──────── Material for the task

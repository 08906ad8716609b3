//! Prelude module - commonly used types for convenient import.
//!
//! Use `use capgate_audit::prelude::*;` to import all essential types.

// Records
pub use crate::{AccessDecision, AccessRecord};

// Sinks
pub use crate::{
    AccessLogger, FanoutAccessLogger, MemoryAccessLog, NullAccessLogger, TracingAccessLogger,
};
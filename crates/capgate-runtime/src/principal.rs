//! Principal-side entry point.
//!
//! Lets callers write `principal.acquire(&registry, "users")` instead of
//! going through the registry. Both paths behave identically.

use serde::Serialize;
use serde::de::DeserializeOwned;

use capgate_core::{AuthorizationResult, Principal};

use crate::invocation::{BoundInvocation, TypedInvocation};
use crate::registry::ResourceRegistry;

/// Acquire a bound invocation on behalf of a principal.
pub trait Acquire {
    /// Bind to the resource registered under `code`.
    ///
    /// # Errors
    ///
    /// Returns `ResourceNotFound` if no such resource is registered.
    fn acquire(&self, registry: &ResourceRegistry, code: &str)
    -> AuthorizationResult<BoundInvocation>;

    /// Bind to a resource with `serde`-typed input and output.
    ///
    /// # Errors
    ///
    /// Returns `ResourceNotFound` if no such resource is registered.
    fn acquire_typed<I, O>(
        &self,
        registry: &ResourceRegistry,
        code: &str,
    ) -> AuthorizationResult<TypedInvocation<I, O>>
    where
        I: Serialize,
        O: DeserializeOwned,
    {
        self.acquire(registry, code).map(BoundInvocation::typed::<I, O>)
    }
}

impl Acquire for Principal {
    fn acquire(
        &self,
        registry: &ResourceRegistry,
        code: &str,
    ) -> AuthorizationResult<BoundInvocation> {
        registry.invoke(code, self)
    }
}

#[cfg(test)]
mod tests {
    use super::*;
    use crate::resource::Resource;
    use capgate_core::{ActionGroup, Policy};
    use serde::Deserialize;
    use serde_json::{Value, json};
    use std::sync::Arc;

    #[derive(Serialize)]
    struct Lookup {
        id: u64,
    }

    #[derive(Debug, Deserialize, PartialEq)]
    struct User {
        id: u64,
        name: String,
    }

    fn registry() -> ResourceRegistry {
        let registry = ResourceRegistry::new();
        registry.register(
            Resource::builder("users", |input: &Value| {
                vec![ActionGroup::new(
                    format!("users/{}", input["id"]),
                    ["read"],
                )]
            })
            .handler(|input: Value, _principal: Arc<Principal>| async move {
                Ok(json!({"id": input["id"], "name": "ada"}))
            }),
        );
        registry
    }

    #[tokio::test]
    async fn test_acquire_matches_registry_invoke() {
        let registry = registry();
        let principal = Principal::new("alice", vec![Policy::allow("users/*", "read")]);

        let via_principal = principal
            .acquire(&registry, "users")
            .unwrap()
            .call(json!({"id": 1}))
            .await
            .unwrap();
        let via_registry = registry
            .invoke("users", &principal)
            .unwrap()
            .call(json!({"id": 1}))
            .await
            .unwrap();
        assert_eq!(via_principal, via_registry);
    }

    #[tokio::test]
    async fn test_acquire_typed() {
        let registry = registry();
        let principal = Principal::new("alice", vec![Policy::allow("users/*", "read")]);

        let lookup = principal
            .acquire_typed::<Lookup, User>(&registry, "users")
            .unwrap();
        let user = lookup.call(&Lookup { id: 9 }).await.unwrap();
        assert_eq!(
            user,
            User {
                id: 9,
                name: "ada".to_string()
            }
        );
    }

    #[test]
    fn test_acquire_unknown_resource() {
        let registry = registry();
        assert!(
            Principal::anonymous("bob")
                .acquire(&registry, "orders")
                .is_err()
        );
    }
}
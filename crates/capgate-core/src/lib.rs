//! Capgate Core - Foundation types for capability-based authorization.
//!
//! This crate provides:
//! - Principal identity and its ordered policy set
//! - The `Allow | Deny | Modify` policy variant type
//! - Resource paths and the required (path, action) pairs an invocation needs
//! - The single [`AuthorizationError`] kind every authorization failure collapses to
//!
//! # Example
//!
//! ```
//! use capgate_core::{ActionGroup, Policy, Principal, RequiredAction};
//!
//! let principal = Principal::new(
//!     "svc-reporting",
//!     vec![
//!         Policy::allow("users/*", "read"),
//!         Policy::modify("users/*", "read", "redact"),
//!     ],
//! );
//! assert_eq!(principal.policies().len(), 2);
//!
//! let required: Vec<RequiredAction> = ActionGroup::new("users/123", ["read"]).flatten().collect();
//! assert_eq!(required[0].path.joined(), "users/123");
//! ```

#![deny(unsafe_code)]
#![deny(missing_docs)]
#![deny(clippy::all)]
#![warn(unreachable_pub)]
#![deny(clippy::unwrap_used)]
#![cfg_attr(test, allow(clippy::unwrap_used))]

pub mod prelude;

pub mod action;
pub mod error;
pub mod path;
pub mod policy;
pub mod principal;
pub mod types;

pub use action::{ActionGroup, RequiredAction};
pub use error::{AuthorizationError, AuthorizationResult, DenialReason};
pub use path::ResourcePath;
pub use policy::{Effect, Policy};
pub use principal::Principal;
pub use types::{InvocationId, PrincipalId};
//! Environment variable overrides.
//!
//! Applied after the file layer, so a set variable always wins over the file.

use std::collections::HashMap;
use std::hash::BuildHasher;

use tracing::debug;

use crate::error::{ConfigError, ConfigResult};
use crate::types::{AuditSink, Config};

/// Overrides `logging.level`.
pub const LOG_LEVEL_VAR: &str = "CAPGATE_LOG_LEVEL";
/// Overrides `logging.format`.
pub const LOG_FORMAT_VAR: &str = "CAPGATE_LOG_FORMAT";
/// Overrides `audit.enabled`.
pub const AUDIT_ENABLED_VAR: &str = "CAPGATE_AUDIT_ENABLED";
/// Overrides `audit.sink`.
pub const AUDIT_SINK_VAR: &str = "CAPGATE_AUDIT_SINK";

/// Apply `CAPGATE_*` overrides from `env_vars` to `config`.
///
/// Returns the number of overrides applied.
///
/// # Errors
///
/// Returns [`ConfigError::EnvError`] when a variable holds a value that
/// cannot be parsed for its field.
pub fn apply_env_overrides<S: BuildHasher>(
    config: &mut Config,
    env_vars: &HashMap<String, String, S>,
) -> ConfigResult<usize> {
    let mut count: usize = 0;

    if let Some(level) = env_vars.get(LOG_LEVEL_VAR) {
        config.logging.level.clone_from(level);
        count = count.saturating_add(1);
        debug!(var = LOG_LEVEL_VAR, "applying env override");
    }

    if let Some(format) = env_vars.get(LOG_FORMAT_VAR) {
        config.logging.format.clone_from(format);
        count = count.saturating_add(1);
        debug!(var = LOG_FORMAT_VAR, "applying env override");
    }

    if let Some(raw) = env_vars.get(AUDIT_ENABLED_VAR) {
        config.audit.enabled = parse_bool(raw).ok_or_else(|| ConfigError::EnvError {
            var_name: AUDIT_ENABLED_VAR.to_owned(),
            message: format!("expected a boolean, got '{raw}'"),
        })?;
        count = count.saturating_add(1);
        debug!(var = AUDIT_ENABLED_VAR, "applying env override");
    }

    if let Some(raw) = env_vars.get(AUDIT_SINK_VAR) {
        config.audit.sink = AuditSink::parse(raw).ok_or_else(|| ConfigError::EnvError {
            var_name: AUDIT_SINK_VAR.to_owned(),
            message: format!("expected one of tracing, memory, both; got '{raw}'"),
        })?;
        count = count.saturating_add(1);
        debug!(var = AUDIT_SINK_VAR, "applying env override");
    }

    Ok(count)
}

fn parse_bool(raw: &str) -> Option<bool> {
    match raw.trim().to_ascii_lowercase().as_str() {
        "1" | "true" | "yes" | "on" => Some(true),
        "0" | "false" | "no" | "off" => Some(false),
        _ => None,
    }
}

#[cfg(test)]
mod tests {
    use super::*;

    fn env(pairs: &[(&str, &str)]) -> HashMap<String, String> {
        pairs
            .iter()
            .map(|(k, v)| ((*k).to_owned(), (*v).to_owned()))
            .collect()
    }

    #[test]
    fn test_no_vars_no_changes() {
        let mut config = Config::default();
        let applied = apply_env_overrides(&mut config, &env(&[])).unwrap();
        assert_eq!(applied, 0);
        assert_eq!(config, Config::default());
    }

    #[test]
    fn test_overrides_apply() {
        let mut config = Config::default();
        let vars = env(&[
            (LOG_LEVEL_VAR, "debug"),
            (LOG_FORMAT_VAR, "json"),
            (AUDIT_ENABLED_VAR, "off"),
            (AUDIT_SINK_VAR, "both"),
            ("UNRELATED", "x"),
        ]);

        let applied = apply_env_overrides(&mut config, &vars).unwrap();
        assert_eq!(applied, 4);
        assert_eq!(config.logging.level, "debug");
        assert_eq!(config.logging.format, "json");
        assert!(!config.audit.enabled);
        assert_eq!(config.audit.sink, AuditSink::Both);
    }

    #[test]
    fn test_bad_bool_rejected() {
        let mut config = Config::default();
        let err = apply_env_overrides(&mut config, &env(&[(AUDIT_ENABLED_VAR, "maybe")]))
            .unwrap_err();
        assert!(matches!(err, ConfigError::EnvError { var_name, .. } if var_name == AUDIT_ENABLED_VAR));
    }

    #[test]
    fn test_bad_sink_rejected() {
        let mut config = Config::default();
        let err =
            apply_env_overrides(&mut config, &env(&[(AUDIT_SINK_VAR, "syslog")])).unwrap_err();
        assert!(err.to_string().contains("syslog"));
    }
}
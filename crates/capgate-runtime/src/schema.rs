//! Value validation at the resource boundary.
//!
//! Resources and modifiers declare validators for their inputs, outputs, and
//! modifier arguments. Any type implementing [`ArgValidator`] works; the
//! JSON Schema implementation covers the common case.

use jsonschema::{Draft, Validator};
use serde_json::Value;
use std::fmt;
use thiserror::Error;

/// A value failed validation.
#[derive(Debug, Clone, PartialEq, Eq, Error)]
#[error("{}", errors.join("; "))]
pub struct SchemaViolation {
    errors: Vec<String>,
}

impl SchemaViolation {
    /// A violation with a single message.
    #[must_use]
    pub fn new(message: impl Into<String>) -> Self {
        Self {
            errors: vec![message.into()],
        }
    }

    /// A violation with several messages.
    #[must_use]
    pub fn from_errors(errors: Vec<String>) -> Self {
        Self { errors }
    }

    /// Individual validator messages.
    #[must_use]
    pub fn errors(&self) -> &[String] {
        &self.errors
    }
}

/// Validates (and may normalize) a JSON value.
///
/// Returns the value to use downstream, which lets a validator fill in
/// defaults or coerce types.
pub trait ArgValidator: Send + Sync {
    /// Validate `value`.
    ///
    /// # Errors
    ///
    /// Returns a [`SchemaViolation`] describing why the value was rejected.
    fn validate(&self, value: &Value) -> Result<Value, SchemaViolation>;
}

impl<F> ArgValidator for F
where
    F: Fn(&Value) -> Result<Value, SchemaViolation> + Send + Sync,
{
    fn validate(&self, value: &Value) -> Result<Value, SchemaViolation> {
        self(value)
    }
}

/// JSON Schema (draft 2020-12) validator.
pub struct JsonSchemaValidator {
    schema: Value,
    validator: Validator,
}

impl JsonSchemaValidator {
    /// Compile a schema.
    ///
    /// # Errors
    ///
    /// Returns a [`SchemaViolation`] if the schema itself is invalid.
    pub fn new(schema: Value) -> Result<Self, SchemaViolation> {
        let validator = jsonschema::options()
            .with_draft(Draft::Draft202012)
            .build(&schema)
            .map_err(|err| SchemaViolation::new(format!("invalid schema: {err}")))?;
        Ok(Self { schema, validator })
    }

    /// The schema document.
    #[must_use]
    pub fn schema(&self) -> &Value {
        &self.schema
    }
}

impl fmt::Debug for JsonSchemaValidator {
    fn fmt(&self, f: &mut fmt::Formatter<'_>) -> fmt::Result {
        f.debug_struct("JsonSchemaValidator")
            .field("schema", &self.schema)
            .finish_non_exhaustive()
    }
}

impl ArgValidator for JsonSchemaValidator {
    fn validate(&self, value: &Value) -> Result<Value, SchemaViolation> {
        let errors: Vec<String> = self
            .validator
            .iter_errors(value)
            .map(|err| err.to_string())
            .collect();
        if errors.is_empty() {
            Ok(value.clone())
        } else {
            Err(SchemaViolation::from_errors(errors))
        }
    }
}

────────────────

Could you repeat exactly the lines above from the line with "an invocation needs" up to and including the line with "pub use principal::Principal;", and only those?

//! - Resource paths and the required (path, action) pairs an invocation needs
//! - The single [`AuthorizationError`] kind every authorization failure collapses to
//!
//! # Example
//!
//! ```
//! use capgate_core::{ActionGroup, Policy, Principal, RequiredAction};
//!
//! let principal = Principal::new(
//!     "svc-reporting",
//!     vec![
//!         Policy::allow("users/*", "read"),
//!         Policy::modify("users/*", "read", "redact"),
//!     ],
//! );
//! assert_eq!(principal.policies().len(), 2);
//!
//! let required: Vec<RequiredAction> = ActionGroup::new("users/123", ["read"]).flatten().collect();
//! assert_eq!(required[0].path.joined(), "users/123");
//! ```

#![deny(unsafe_code)]
#![deny(missing_docs)]
#![deny(clippy::all)]
#![warn(unreachable_pub)]
#![deny(clippy::unwrap_used)]
#![cfg_attr(test, allow(clippy::unwrap_used))]

pub mod prelude;

pub mod action;
pub mod error;
pub mod path;
pub mod policy;
pub mod principal;
pub mod types;

pub use action::{ActionGroup, RequiredAction};
pub use error::{AuthorizationError, AuthorizationResult, DenialReason};
pub use path::ResourcePath;
pub use policy::{Effect, Policy};
pub use principal::Principal;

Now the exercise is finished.